What the exercise asks>
Go through the records and report each line in which the word "listed" occurs.

++++++++

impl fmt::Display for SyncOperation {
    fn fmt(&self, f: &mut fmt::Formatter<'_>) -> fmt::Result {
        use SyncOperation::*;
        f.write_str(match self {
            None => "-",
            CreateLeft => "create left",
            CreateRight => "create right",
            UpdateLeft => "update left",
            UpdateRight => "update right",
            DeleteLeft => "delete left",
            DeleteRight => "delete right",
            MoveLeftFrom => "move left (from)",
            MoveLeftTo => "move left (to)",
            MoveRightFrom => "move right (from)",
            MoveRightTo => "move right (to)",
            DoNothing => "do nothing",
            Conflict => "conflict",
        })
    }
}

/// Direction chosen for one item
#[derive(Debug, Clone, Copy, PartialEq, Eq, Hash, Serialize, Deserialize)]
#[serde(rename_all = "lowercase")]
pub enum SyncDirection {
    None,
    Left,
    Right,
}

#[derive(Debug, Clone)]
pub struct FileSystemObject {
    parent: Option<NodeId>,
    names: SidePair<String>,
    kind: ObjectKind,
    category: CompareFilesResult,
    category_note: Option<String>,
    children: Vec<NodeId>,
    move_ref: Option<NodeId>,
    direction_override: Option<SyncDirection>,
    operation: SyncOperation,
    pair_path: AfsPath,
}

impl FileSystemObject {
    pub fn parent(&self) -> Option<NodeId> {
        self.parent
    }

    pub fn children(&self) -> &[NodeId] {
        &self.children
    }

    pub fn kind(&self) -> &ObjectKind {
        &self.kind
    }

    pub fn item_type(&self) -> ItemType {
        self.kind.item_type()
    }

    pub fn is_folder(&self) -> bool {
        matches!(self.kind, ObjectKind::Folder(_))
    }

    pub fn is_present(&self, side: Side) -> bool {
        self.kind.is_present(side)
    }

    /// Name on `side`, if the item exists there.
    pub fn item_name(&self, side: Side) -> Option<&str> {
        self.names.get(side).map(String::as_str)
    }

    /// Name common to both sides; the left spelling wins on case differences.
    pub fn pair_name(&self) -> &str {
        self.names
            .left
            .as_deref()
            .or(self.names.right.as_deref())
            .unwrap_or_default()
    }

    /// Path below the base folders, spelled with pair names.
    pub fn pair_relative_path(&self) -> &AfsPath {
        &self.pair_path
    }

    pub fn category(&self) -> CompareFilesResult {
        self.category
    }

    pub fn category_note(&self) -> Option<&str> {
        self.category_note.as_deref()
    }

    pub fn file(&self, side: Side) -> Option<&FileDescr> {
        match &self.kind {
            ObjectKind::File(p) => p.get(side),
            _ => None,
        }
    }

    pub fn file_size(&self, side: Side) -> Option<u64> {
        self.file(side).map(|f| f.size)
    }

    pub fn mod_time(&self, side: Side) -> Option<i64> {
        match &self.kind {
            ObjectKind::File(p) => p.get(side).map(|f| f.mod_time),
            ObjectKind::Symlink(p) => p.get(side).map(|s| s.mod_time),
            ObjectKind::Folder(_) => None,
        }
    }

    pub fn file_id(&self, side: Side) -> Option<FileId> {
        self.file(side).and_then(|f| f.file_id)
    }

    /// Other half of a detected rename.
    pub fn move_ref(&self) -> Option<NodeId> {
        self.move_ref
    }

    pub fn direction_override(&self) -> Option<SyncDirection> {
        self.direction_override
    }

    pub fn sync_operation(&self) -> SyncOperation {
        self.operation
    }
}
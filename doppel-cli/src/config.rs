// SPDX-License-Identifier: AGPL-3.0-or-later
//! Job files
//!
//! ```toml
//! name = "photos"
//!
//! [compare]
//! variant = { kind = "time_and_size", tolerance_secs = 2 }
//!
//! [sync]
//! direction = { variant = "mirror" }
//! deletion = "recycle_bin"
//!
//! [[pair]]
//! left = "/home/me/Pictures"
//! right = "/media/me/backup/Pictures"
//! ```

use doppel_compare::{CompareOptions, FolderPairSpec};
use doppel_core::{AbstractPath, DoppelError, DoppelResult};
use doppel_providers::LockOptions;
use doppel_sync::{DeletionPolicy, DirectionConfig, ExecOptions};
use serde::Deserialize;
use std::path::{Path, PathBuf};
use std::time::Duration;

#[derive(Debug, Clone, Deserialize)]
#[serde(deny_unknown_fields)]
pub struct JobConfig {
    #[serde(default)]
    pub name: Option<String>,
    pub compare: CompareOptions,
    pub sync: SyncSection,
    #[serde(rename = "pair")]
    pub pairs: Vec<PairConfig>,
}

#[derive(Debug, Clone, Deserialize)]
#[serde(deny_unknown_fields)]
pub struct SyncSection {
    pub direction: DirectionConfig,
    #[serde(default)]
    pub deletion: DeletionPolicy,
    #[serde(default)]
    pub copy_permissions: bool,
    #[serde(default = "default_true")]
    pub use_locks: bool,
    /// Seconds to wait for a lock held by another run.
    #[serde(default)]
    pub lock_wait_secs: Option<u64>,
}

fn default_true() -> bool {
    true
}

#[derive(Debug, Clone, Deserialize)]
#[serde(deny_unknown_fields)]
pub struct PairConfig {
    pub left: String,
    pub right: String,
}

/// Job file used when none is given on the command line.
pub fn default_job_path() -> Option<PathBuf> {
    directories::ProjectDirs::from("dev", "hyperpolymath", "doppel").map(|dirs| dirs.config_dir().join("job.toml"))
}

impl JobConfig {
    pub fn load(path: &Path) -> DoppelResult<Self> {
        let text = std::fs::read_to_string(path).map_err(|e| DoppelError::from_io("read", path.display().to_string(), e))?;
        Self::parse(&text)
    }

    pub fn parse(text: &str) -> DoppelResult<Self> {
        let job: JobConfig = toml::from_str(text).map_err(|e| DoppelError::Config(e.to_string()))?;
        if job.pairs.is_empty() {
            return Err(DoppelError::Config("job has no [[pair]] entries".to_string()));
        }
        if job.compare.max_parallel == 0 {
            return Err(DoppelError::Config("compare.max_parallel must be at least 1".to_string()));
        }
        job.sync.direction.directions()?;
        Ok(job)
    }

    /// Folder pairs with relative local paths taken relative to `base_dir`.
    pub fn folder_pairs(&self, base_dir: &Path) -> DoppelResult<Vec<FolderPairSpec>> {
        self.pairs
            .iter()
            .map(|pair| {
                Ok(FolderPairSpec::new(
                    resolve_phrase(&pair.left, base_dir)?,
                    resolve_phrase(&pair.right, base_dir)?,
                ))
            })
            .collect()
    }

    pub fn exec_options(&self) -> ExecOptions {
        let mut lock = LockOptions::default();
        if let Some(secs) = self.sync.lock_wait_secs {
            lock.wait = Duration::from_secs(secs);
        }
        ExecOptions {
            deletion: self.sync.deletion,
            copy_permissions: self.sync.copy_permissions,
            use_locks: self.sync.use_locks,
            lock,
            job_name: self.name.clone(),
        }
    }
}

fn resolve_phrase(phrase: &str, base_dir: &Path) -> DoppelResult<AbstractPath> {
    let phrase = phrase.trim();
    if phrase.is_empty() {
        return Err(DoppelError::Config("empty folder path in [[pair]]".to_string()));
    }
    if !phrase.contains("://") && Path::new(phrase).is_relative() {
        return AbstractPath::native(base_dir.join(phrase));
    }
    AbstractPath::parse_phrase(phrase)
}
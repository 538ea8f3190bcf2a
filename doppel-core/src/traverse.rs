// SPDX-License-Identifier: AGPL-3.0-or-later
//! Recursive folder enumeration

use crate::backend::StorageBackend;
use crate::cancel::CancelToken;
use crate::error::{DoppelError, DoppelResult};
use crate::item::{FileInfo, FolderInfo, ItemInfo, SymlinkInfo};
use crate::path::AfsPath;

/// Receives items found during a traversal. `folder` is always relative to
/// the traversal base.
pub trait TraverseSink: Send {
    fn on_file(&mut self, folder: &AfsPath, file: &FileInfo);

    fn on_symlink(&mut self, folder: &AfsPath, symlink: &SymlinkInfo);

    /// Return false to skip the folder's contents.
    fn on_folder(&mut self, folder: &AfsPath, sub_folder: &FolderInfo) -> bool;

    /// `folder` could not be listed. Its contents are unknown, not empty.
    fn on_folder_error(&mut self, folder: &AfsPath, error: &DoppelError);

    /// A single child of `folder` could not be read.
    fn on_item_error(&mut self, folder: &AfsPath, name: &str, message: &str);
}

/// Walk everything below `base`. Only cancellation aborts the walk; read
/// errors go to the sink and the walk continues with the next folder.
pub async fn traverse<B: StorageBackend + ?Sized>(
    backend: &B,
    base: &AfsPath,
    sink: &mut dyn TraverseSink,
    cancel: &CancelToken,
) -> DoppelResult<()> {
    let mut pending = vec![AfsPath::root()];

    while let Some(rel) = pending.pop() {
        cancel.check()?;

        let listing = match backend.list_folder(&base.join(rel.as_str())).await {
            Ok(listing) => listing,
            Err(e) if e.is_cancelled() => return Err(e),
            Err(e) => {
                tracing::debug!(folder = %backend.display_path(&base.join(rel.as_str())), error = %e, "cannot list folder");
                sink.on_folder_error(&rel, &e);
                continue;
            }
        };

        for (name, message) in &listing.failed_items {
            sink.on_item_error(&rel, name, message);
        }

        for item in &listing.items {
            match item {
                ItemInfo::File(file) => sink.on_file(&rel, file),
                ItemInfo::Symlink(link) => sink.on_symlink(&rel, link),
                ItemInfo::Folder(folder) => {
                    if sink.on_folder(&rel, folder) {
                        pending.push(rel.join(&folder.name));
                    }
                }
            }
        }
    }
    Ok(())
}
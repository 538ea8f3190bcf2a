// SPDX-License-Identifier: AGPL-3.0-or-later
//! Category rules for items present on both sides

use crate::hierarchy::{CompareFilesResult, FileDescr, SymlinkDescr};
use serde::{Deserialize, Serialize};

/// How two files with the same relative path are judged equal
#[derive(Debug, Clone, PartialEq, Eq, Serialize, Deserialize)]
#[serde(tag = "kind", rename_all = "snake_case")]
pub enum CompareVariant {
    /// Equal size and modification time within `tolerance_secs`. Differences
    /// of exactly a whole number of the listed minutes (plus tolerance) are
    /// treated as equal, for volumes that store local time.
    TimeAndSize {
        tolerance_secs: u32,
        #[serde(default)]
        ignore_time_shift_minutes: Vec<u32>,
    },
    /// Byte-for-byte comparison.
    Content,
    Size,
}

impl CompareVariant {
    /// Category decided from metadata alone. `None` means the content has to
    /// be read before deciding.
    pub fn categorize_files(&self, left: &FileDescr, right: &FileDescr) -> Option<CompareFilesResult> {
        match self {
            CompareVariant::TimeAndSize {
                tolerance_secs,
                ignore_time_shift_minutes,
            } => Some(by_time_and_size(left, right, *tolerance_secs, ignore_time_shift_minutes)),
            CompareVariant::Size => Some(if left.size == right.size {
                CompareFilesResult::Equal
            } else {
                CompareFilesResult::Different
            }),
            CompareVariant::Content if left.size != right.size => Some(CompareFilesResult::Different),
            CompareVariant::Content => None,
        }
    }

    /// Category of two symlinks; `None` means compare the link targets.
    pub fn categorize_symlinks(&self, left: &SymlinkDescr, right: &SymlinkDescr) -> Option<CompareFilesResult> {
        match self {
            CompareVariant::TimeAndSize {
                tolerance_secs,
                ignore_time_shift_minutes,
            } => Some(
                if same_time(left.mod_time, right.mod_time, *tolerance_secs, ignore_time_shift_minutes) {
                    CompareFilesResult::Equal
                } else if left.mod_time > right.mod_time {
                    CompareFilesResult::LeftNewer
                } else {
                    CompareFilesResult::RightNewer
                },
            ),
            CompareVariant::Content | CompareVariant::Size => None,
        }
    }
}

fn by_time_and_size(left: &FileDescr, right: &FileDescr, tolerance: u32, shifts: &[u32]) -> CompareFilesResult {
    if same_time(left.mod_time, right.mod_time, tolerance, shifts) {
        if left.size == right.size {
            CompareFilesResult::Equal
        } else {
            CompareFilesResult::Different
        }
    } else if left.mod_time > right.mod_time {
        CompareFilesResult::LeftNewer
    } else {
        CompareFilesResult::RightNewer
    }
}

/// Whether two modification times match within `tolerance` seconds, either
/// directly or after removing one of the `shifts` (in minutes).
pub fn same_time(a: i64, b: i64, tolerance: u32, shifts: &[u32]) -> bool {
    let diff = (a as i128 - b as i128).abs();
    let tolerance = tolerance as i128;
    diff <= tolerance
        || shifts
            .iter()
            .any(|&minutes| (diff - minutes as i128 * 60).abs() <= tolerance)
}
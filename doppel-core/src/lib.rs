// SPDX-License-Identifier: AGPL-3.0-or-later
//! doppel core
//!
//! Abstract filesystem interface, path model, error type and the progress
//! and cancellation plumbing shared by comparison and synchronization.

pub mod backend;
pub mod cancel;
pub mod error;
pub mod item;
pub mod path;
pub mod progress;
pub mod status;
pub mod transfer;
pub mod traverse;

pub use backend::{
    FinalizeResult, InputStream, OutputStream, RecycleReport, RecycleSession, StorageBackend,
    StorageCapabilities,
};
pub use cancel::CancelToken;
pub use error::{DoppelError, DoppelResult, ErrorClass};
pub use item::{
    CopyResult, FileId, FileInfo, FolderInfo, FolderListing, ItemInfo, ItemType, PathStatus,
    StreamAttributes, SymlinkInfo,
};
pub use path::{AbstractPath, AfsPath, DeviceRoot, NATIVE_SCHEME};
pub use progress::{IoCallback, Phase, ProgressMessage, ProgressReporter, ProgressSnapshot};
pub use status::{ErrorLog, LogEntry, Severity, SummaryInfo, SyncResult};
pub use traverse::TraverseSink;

++++++++

Result of the exercise>
    /// `folder` could not be listed. Its contents are unknown, not empty.
    /// of exactly a whole number of the listed minutes (plus tolerance) are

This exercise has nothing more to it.